Geez, I’m sorry, I know I’ve led you on. I was with you nearly every day. I talked about you constantly. Heck, sometimes I even brought you home with me. But I can’t do this anymore, and it’s time to move on.

If we’re being honest, we never truly had feelings for each other. You were constantly seeing other people; I never felt special to you. And remember how we fought constantly? I said some pretty bad things about you. We’re just so very different. We don’t understand each other.

I’d like to think I’ve been a good influence on you. You used to be so uptight about exams, but remember how I got you to chill out last January? Omicron had people on edge enough as it was, without your ridiculously obsessive need to try to lower everyone’s grades. It was nice that you eased up on that for once. When you announced that you’d be bringing the exams back, without any change from their original (and let’s face it, outdated) format, I thought, “there you go again. . .why are you so afraid of progress?”
Plus, we’ve reached a point in our relationship where everything has become routine. We see each other for a bit, then we’re apart, then we’re together again. We no longer enjoy each other’s company. I’m no longer excited to see you and you are no longer excited to see me.

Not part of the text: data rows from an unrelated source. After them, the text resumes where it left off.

//! Testing utilities for the Tang workspace
//!
//! Shared fixtures: a sample class hierarchy covering every plan shape,
//! shorthand plan constructors, random plan trees backed by a hierarchy, and
//! tracing setup for tests.

#![allow(missing_docs)]
#![allow(clippy::missing_panics_doc)]

use proptest::prelude::*;
use std::ops::Range;
use tang_plan::{Bindings, InjectionPlan, PlanBuilder};
use tang_types::{ClassHierarchy, ConstructorArg, InstanceValue, MemoryHierarchy, NodeRef};
use tracing_subscriber::EnvFilter;

/// Install a fmt subscriber for test output
///
/// Reads `RUST_LOG` and falls back to `warn`. Safe to call from every test.
pub fn init_tracing() {
    let filter = EnvFilter::try_from_default_env().unwrap_or_else(|_| EnvFilter::new("warn"));
    let _ = tracing_subscriber::fmt()
        .with_env_filter(filter)
        .with_test_writer()
        .try_init();
}

/// Hierarchy with one example of every resolution outcome
///
/// | Request          | Outcome                                   |
/// |------------------|-------------------------------------------|
/// | `app.Logger`     | injectable, zero-argument constructor     |
/// | `app.Server`     | injectable, uses the `app.Port` default   |
/// | `app.Client`     | infeasible, `app.Host` has no value       |
/// | `app.Clock`      | ambiguous, two implementations            |
/// | `app.Scheduler`  | ambiguous through its `app.Clock` argument |
/// | `app.Parent`     | feasible, waits on a future `app.Child`   |
/// | `app.Ping`       | constructor cycle with `app.Pong`         |
#[must_use]
pub fn sample_hierarchy() -> MemoryHierarchy {
    let mut h = MemoryHierarchy::new();
    h.add_package("app").unwrap();
    h.add_named_parameter("app.Port", Some("8080")).unwrap();
    h.add_named_parameter("app.Host", None).unwrap();

    for class in [
        "app.Logger",
        "app.Server",
        "app.Client",
        "app.Clock",
        "app.SystemClock",
        "app.FakeClock",
        "app.Scheduler",
        "app.Parent",
        "app.Child",
        "app.Ping",
        "app.Pong",
    ] {
        h.add_class(class).unwrap();
    }

    h.add_constructor("app.Logger", &[]).unwrap();
    h.add_constructor("app.Server", &["app.Logger", "app.Port"])
        .unwrap();
    h.add_constructor("app.Client", &["app.Host"]).unwrap();
    h.add_constructor("app.SystemClock", &[]).unwrap();
    h.add_constructor("app.FakeClock", &[]).unwrap();
    h.add_implementation("app.Clock", "app.SystemClock").unwrap();
    h.add_implementation("app.Clock", "app.FakeClock").unwrap();
    h.add_constructor("app.Scheduler", &["app.Clock"]).unwrap();

    let logger = h.node("app.Logger").unwrap();
    let child = h.node("app.Child").unwrap();
    h.add_constructor_with(
        "app.Parent",
        vec![ConstructorArg::new(logger), ConstructorArg::future(child)],
    )
    .unwrap();
    h.add_constructor("app.Child", &["app.Parent"]).unwrap();

    h.add_constructor("app.Ping", &["app.Pong"]).unwrap();
    h.add_constructor("app.Pong", &["app.Ping"]).unwrap();
    h
}

/// Node registered under `full_name`
#[must_use]
pub fn node(h: &impl ClassHierarchy, full_name: &str) -> NodeRef {
    h.node(full_name).unwrap()
}

/// Instance plan for `full_name`
#[must_use]
pub fn instance(h: &impl ClassHierarchy, full_name: &str, value: &str) -> InjectionPlan {
    InjectionPlan::instance(node(h, full_name), InstanceValue::new(value))
}

/// Constructor plan whose signature is looked up from the argument plans
#[must_use]
pub fn constructor(
    h: &impl ClassHierarchy,
    class: &str,
    args: Vec<InjectionPlan>,
) -> InjectionPlan {
    let class = node(h, class);
    let arg_nodes: Vec<NodeRef> = args.iter().map(|a| a.node().clone()).collect();
    let signature = h.constructor(class.as_ref(), &arg_nodes).unwrap();
    InjectionPlan::constructor(class, signature, args)
}

/// Subplan over `alternatives`
#[must_use]
pub fn subplan(
    h: &impl ClassHierarchy,
    full_name: &str,
    alternatives: Vec<InjectionPlan>,
) -> InjectionPlan {
    InjectionPlan::subplan(node(h, full_name), alternatives)
}

/// Subplan with no alternatives: an infeasible leaf
#[must_use]
pub fn unbound(h: &impl ClassHierarchy, full_name: &str) -> InjectionPlan {
    subplan(h, full_name, Vec::new())
}

/// Build the plan for `full_name` in a fresh pass
#[must_use]
pub fn build(h: &impl ClassHierarchy, bindings: &Bindings, full_name: &str) -> InjectionPlan {
    PlanBuilder::new(h, bindings).build_by_name(full_name).unwrap()
}

/// Plans for every sample request that resolves without error
#[must_use]
pub fn sample_plans(h: &impl ClassHierarchy) -> Vec<InjectionPlan> {
    let bindings = Bindings::new();
    let mut builder = PlanBuilder::new(h, &bindings);
    [
        "app.Logger",
        "app.Server",
        "app.Client",
        "app.Clock",
        "app.Scheduler",
        "app.Parent",
    ]
    .iter()
    .map(|name| builder.build_by_name(name).unwrap())
    .collect()
}

/// Shape of a random plan tree
#[derive(Debug, Clone)]
pub enum Shape {
    Instance,
    Deferred,
    Constructor(Vec<Shape>),
    Subplan(Vec<Shape>),
}

/// Trees up to `depth` levels, at most four children per node
pub fn shape(depth: u32) -> impl Strategy<Value = Shape> {
    let leaf = prop_oneof![4 => Just(Shape::Instance), 1 => Just(Shape::Deferred)];
    leaf.prop_recursive(depth, 48, 4, |inner| {
        prop_oneof![
            proptest::collection::vec(inner.clone(), 0..4).prop_map(Shape::Constructor),
            proptest::collection::vec(inner, 0..4).prop_map(Shape::Subplan),
        ]
    })
}

/// Small tree wrapped in a spine of single-child constructors and subplans
pub fn deep_shape(spine: Range<usize>) -> impl Strategy<Value = Shape> {
    (shape(3), proptest::collection::vec(any::<bool>(), spine)).prop_map(|(core, spine)| {
        spine.into_iter().fold(core, |inner, as_constructor| {
            if as_constructor {
                Shape::Constructor(vec![inner])
            } else {
                Shape::Subplan(vec![inner])
            }
        })
    })
}

/// Register every node of `shape` in a fresh hierarchy and build its plan
///
/// Names follow the tree path (`t.N`, `t.N_0`, `t.N_0_1`, ...), so every
/// constructor signature is distinct. Instance values repeat the node name.
#[must_use]
pub fn shape_plan(shape: &Shape) -> (MemoryHierarchy, InjectionPlan) {
    let mut h = MemoryHierarchy::new();
    register_shape(&mut h, shape, "t.N");
    let plan = shape_to_plan(&h, shape, "t.N");
    (h, plan)
}

fn child_name(parent: &str, index: usize) -> String {
    format!("{parent}_{index}")
}

fn register_shape(h: &mut MemoryHierarchy, shape: &Shape, name: &str) {
    h.add_class(name).unwrap();
    match shape {
        Shape::Instance | Shape::Deferred => {}
        Shape::Subplan(children) => {
            for (i, child) in children.iter().enumerate() {
                register_shape(h, child, &child_name(name, i));
            }
        }
        Shape::Constructor(children) => {
            let names: Vec<String> = (0..children.len()).map(|i| child_name(name, i)).collect();
            for (child, arg) in children.iter().zip(&names) {
                register_shape(h, child, arg);
            }
            let args: Vec<&str> = names.iter().map(String::as_str).collect();
            h.add_constructor(name, &args).unwrap();
        }
    }
}

fn shape_to_plan(h: &MemoryHierarchy, shape: &Shape, name: &str) -> InjectionPlan {
    let plans = |children: &[Shape]| -> Vec<InjectionPlan> {
        children
            .iter()
            .enumerate()
            .map(|(i, child)| shape_to_plan(h, child, &child_name(name, i)))
            .collect()
    };
    match shape {
        Shape::Instance => instance(h, name, name),
        Shape::Deferred => instance(h, name, name).into_deferred(),
        Shape::Constructor(args) => constructor(h, name, plans(args)),
        Shape::Subplan(alternatives) if alternatives.is_empty() => unbound(h, name),
        Shape::Subplan(alternatives) => subplan(h, name, plans(alternatives)),
    }
}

I’d be kidding myself if I hadn’t hoped that our relationship would get me farther out of dodge than Ann Arbor. But I can’t blame everything on you. I suppose it’s not entirely your fault that when you Google “Grosse Pointe” you’ll find loads of articles about the ways students and parents used the n-word and it made national news. I suppose you didn’t invite those crazies to protest mask wearing on the corner every morning.

But enough is enough. That’s not to say it was all bad— we had our ups and downs. You made me cry (more than once) and made me smile (but definitely made me cry more). We’ve both changed, in good ways and in bad. I think we’ll both come out of this better for the experience, but it’s time to say goodbye.

Remember, it’s not you, it’s me (it’s you).